Proving that viruses do play a demonstrable role in chronic fatigue requires a comprehensive prospective study,
which will be expensive to undertake and cannot guarantee to produce the necessary proof. Some of the reasons why
the role of viruses in chronic fatigue will be difficult to prove lie with the nature of viruses, the way they infect the
body, the recovery process and personal attitudes to sporting prowess. If viruses are to be blamed for these often
long-term effects, the evidence must be convincing.
Viruses and Disease
Viruses are very common causes of (mostly minor) diseases. It has been estimated that the average person has about
three virus infections a year, more in childhood, and fewer as one gets older (6). Specimens for a confirmatory
laboratory diagnosis are taken from only a small proportion and mostly only from those patients who are admitted to
hospital. For the great majority, the illness is dismissed as “just a virus,” the sufferer told to wait, in bed or out of it,
with or without general non-specific treatment, and all will be well. In truth, this is often good practical advice and
considerable extra demands on health service resources would have to be made to take further the investigation and
management of what are usually self-limiting conditions.
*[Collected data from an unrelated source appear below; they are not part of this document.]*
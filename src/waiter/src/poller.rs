// Copyright 2025 Google LLC
//
// Licensed under the Apache License, Version 2.0 (the "License");
// you may not use this file except in compliance with the License.
// You may obtain a copy of the License at
//
//     https://www.apache.org/licenses/LICENSE-2.0
//
// Unless required by applicable law or agreed to in writing, software
// distributed under the License is distributed on an "AS IS" BASIS,
// WITHOUT WARRANTIES OR CONDITIONS OF ANY KIND, either express or implied.
// See the License for the specific language governing permissions and
// limitations under the License.

//! Polls a resource until it reaches a lifecycle state.
//!
//! The poller queries the resource, evaluates a predicate on the snapshot, and
//! either completes or backs off before the next query. The total wait is
//! bounded by a hard deadline, checked after every query and before any
//! sleep. Errors from the query are never retried at this layer: retrying
//! transport errors is the job of the stub.

use crate::options::WaiterOptions;
use crate::predicate::PollPredicate;
use crate::{LifecycleResource, PollingResult, Result, WaitOutcome};
use gax::error::Error;
use gax::polling_backoff_policy::PollingBackoffPolicy;
use gax::response::Response;
use std::future::Future;
use std::sync::Arc;
use std::time::Duration;
use tokio::time::Instant;

/// The wait for a resource exceeded its deadline.
///
/// This is the [source][std::error::Error::source] of timeout errors returned
/// by the poller.
#[derive(thiserror::Error, Debug, Clone, PartialEq)]
#[error(
    "resource {resource_id} did not reach the desired state after {attempt_count} attempt(s) in {elapsed:?}, the maximum wait is {max_wait:?}, the last observed state is {}",
    .last_state.as_deref().unwrap_or("unknown")
)]
#[non_exhaustive]
pub struct WaitTimeout {
    /// The id of the resource.
    pub resource_id: String,
    /// The number of queries made.
    pub attempt_count: u32,
    /// The time elapsed since the first query.
    pub elapsed: Duration,
    /// The configured maximum wait.
    pub max_wait: Duration,
    /// The lifecycle state in the last snapshot, if any.
    pub last_state: Option<String>,
}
Viruses are obligate intracellular parasites that must enter some of the cells of the body to replicate their kind, which
is the virus’ objective in invading a new host. The normal internal mechanisms of these cells are then diverted into
making new virions (virus particles). This distortion of the internal milieu usually means that the cell will break up
and die as the new virus particles are released. Virus replication is highly productive with the progeny from one cell
running into thousands, but, overall, the invasion and the resultant damage are rarely fatal to the patient as a whole.
This is because viruses are often very selective in the cells they infect, and even in severe infections, the proportion
of the total body cells involved is very small. Nevertheless, if the cells involved are vital to its survival, this may still
cause the host’s death. Rabies, human immunodeficiency virus (HIV), hepatitis B, polio, and smallpox may all be
fatal for this reason, although only rabies appears to be inevitably so. The final outcome of a virus infection will
depend on the particular virus, how and where it multiplies, how soon it runs out of susceptible cells, and the speed
and level of the mobilization of the body’s humoral and cellular defenses.
This review is not concerned with these severe viruses. Few athletes at any standard of performance will be able to
continue to do their best while infected by them, with the possible exception of those with HIV, before AIDS
develops. Much more relevant are the common viruses widely prevalent throughout the world and normally causing
apparently trivial illness but which, in some cases, may lead to persisting damage that reduces an athlete’s
performance levels.
A Virus Infection
To plan a prospective study on the effects of viruses on performance, it is essential to understand the processes and
events during an infection, what must be done to confirm that it has happened, and which virus was implicated. The
profile of a typical virus infection is shown in Figure 1. As with other generalizations, this is a simplification but
illustrates the general principles of what happens in the majority of cases. The figures along the X-axis are events,
not a scale of time. At point 1, the host is exposed to the virus, and there follows an incubation period between
points 1 and 3. Its length varies from a few hours to weeks or even months and is characteristic of each virus. It is
shorter with respiratory viruses, where the target organ is directly accessible to the incoming virus, and longer where
the virus has to migrate from the point of entry to the target organ. That, too, is an over-simplification of very
complex processes but illustrates the concept. At point 2, shortly before point 3 when the symptoms develop, virus
replication will usually raise the amount of virus to detectable levels in the infected organs and often those affected
as well. (This is not necessarily the same thing, as is discussed under “Virus Diagnosis” below.) Virus replication
rapidly reaches a peak, which may occur when the symptoms and signs of disease also reach a peak, and declines
thereafter. In many cases, the virus is no longer detectable after point 4, about 5 days after the patient first feels ill.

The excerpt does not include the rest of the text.